Technical Design
The low-weight, slender, aerodynamic and structurally sound design of our
rocket allows us to efficiently reach the altitude of one mile while withstanding
high acceleratory forces during flight. It is designed to securely hold several Petri
dishes (up to 2.6 inches in diameter) in an upright position during flight and
recovery. The rocket is designed for J-class re-loadable composite motors which
allows to keep the per flight costs under $100.00.
A proposed and detailed approach to vehicle design
a. Vehicle Dimensions
Diameter: 3.1 in
Length: 7’4.8”
Span Diameter: 11.5 in
Weight: 13.0 lb
Static Stability Margin: 4.18 calibers
b. Projected Motors
Primary Motor: J800T (Blue Thunder Propellant)
Diameter: 54 mm
Burn Time: 1.6 sec
Total Impulse: 1264.80 Ns
Average Thrust: 790.50 N
Estimated Maximum Speed: 450 mph
Estimated Maximum Acceleration: 23g
Secondary Motor: Aerotech J2135N-P (Warp9 Propellant)
Diameter: 54mm.
Burn Time: 0.6 sec.
Total Impulse: 1261 N-s.
Average Thrust: 2135N
Estimated Max Speed: 485 mph
Estimated Max Acceleration: 38 Gees
c. Primary Requirements for Rocket and Payload:
• Rocket needs to reach altitude of 1 mile.
• Both rocket and payload must withstand acceleration up to 40g.
• Rocket must successfully recover (using dual deployment).
• Payload must be well integrated into rocket and easily extractable.
• Payload must recover without damage or contamination.
• Payload must be well heat-insulated to assure near-to-constant
temperatures both in the normal and cooled compartment.
• Payload bay must be large enough to house the number of plants
necessary for accurate RT-PCR analysis and post-flight growth
observations. On the other hand, the whole assembled payload must
fit into the rocket to assure the rocket performance (reaching the target
altitude, achieving sufficiently high acceleration and safe recovery).
• Rocket must descend in an upward orientation to prevent unwanted
stress on plants and agar media.
• Rocket must be reusable after flight.
d.
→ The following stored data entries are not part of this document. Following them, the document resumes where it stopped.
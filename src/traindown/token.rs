//! Token definitions for the traindown format
//!
//! A token pairs a [`TokenKind`] with the raw text payload the scanner extracted for it.
//! Payloads are never interpreted here: `"abc"` is a perfectly good value for a `Reps`
//! token, and it is up to the session builder to report it.
//!
//! The builder acts on every kind except [`TokenKind::Comment`], which the scanner keeps so
//! that tooling can see the whole source. New kinds may be added as long as the builder
//! either handles them or ignores them.

use serde::{Deserialize, Serialize};
use std::fmt;

/// All kinds of tokens the scanner can produce
#[derive(Debug, Clone, Copy, PartialEq, Eq, Hash, Serialize, Deserialize)]
#[serde(rename_all = "camelCase")]
pub enum TokenKind {
    Date,
    Fails,
    Load,
    Metadata,
    Movement,
    MovementSuperset,
    Note,
    Reps,
    Sets,
    Unit,
    PercentOfMax,
    Comment,
}

impl TokenKind {
    /// Stable upper-case name, used by the token listing output
    pub fn name(self) -> &'static str {
        match self {
            TokenKind::Date => "DATE",
            TokenKind::Fails => "FAILS",
            TokenKind::Load => "LOAD",
            TokenKind::Metadata => "METADATA",
            TokenKind::Movement => "MOVEMENT",
            TokenKind::MovementSuperset => "MOVEMENT_SS",
            TokenKind::Note => "NOTE",
            TokenKind::Reps => "REPS",
            TokenKind::Sets => "SETS",
            TokenKind::Unit => "UNIT",
            TokenKind::PercentOfMax => "PERCENT_OF_MAX",
            TokenKind::Comment => "COMMENT",
        }
    }
}

impl fmt::Display for TokenKind {
    fn fmt(&self, f: &mut fmt::Formatter<'_>) -> fmt::Result {
        f.write_str(self.name())
    }
}

/// A classified fragment of traindown source.
#[derive(Debug, Clone, PartialEq, Eq, Serialize, Deserialize)]
pub struct Token {
    kind: TokenKind,
    value: String,
    line: usize,
}

impl Token {
    /// Create a token that is not tied to a source line.
    pub fn new(kind: TokenKind, value: impl Into<String>) -> Self {
        Self {
            kind,
            value: value.into(),
            line: 0,
        }
    }

    /// Attach the 1-based source line the token was read from.
    pub fn at_line(mut self, line: usize) -> Self {
        self.line = line;
        self
    }

    pub fn kind(&self) -> TokenKind {
        self.kind
    }

    pub fn value(&self) -> &str {
        &self.value
    }

    /// 1-based source line, or 0 for tokens built by hand
    pub fn line(&self) -> usize {
        self.line
    }
}

impl fmt::Display for Token {
    fn fmt(&self, f: &mut fmt::Formatter<'_>) -> fmt::Result {
        write!(f, "{}({:?})", self.kind, self.value)
    }
}
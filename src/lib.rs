//! # traindown
//!
//! A parser for the Traindown training log format.
//!
//! Parsing happens in two stages. The [scanner](traindown::lexing) turns raw text into a flat
//! list of tokens, and the [session builder](traindown::parsing::builder) folds those tokens
//! into a [`Session`](traindown::ast::Session). The scanner knows nothing about scopes and the
//! builder never sees raw text.
//!
//!     @ 2023-01-15
//!     # bodyweight: 82
//!
//!     Squat:
//!       100kg 5r 3s
//!       * felt fast
//!     + Pull up:
//!       20 8r
//!
//! Per-line problems (a bad number, a malformed metadata line, an unreadable date) never
//! abort a parse. They are collected in `Session::errors` and the affected field keeps a
//! sensible default. Only text that cannot be tokenized at all is a hard error.

pub mod traindown;

pub use traindown::ast::{Diagnostic, DiagnosticKind, Metadata, Movement, Performance, Session};
pub use traindown::error::ParseError;
pub use traindown::parsing::{parse_bytes, parse_str, Parser};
Major Challenges and Solutions:
• Building the rocket well enough to withstand the stresses of high g
(up to 40g), high speed flight: The rocket will be built from fiberglass
tubing, the TTW fins will be built from 1/8th inch G10 fiberglass, the
bulkheads will be built from 1/4th inch plywood, industrial strength
epoxy (West system) will be used to glue parts together, Kevlar shock
cords, metal U-bolts, and rip-stop parachutes will be used for recovery.
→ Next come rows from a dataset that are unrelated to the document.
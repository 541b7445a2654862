//! Free-form date interpretation
//!
//! The session builder only needs two things from a date library: turn an arbitrary date
//! expression into a timestamp, and tell the time when that fails. [`DateInterpreter`] is
//! that seam. [`ChronoDates`] is the default and understands the layouts people actually
//! write at the top of a training log.

use chrono::{DateTime, NaiveDate, NaiveDateTime, Utc};
use thiserror::Error;

/// The date expression did not match any known layout.
#[derive(Debug, Clone, PartialEq, Eq, Error)]
#[error("unrecognized date {input:?}")]
pub struct DateError {
    pub input: String,
}

pub trait DateInterpreter {
    fn parse_freeform(&self, text: &str) -> Result<DateTime<Utc>, DateError>;

    /// Fallback timestamp used when `parse_freeform` fails
    fn now(&self) -> DateTime<Utc> {
        Utc::now()
    }
}

impl<T: DateInterpreter + ?Sized> DateInterpreter for &T {
    fn parse_freeform(&self, text: &str) -> Result<DateTime<Utc>, DateError> {
        (**self).parse_freeform(text)
    }

    fn now(&self) -> DateTime<Utc> {
        (**self).now()
    }
}

// Layouts without an offset are read as UTC.
const DATE_TIME_LAYOUTS: &[&str] = &[
    "%Y-%m-%d %H:%M:%S",
    "%Y-%m-%dT%H:%M:%S",
    "%Y-%m-%d %H:%M",
    "%Y-%m-%dT%H:%M",
    "%Y/%m/%d %H:%M:%S",
    "%Y/%m/%d %H:%M",
    "%m/%d/%Y %H:%M:%S",
    "%m/%d/%Y %H:%M",
    "%Y-%m-%d %I:%M%p",
    "%Y-%m-%d %I:%M %p",
    "%m/%d/%Y %I:%M%p",
    "%m/%d/%Y %I:%M %p",
    "%a %b %d %Y %I:%M%p",
    "%a %b %d %Y %I:%M %p",
    "%a %b %d %Y %H:%M",
    "%b %d %Y %I:%M%p",
    "%b %d %Y %H:%M",
];

const DATE_LAYOUTS: &[&str] = &[
    "%Y-%m-%d",
    "%Y/%m/%d",
    "%Y.%m.%d",
    "%m/%d/%Y",
    "%d.%m.%Y",
    "%B %d, %Y",
    "%B %d %Y",
    "%b %d, %Y",
    "%b %d %Y",
    "%d %B %Y",
    "%d %b %Y",
    "%a %b %d %Y",
    "%A, %B %d, %Y",
    "%Y%m%d",
];

/// Layout-table date interpreter backed by chrono.
#[derive(Debug, Clone, Copy, Default)]
pub struct ChronoDates;

impl DateInterpreter for ChronoDates {
    fn parse_freeform(&self, text: &str) -> Result<DateTime<Utc>, DateError> {
        let input = text.trim();
        let fail = || DateError {
            input: text.to_owned(),
        };
        if input.is_empty() {
            return Err(fail());
        }

        if let Ok(date) = DateTime::parse_from_rfc3339(input) {
            return Ok(date.with_timezone(&Utc));
        }
        if let Ok(date) = DateTime::parse_from_rfc2822(input) {
            return Ok(date.with_timezone(&Utc));
        }

        for layout in DATE_TIME_LAYOUTS {
            if let Ok(date) = NaiveDateTime::parse_from_str(input, layout) {
                return Ok(date.and_utc());
            }
        }

        for layout in DATE_LAYOUTS {
            if let Ok(date) = NaiveDate::parse_from_str(input, layout) {
                return Ok(date.and_time(chrono::NaiveTime::MIN).and_utc());
            }
        }

        Err(fail())
    }
}

/// Interpreter with a frozen clock, for deterministic fallbacks.
#[derive(Debug, Clone, Copy)]
pub struct FixedClock<D = ChronoDates> {
    pub dates: D,
    pub now: DateTime<Utc>,
}

impl FixedClock {
    pub fn new(now: DateTime<Utc>) -> Self {
        Self {
            dates: ChronoDates,
            now,
        }
    }
}

impl<D: DateInterpreter> DateInterpreter for FixedClock<D> {
    fn parse_freeform(&self, text: &str) -> Result<DateTime<Utc>, DateError> {
        self.dates.parse_freeform(text)
    }

    fn now(&self) -> DateTime<Utc> {
        self.now
    }
}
• Successful Recovery: Redundant deployment systems will be used
(two PerfectFlite altimeters and one G-Wiz accelerometer); radio and
sonic beacons will be employed to aid vehicle location and recovery.
• Integration of the payload in vehicle: the proposed vehicle is fairly
small and the number of plants required for the experiment is
relatively large. Keeping the size of the vehicle within the proposed
limits will allow us to use less costly motor (J-class) and thus make
ore flights within our budget.
• Planting and growing the plants: The recommended laboratory
procedures including aseptic technique will be used for agar production and seed planting. The plants will grow in sealed Petri
dishes to prevent contamination.
• Extraction of sufficient amount of RNA from plants: about one gram
of tissue is necessary for RT-PCR, so more than a sufficient number of
plants will be grown and incorporated into the experiment to ensure
required biomass.
• Correct execution of RT-PCR technique: We will work together with
experienced professionals (Promega, UW Horticulture Department,
Madison West High School BiologyDept., BTCI, and DNASTAR, Inc.)
to get appropriately trained in RNA extraction/analysis techniques. • Scientific research: successful completion of the project will require
substantial amount of scientific research, mainly in the field of gene
expression (suitable genes must be selected for RT-PCR analysis).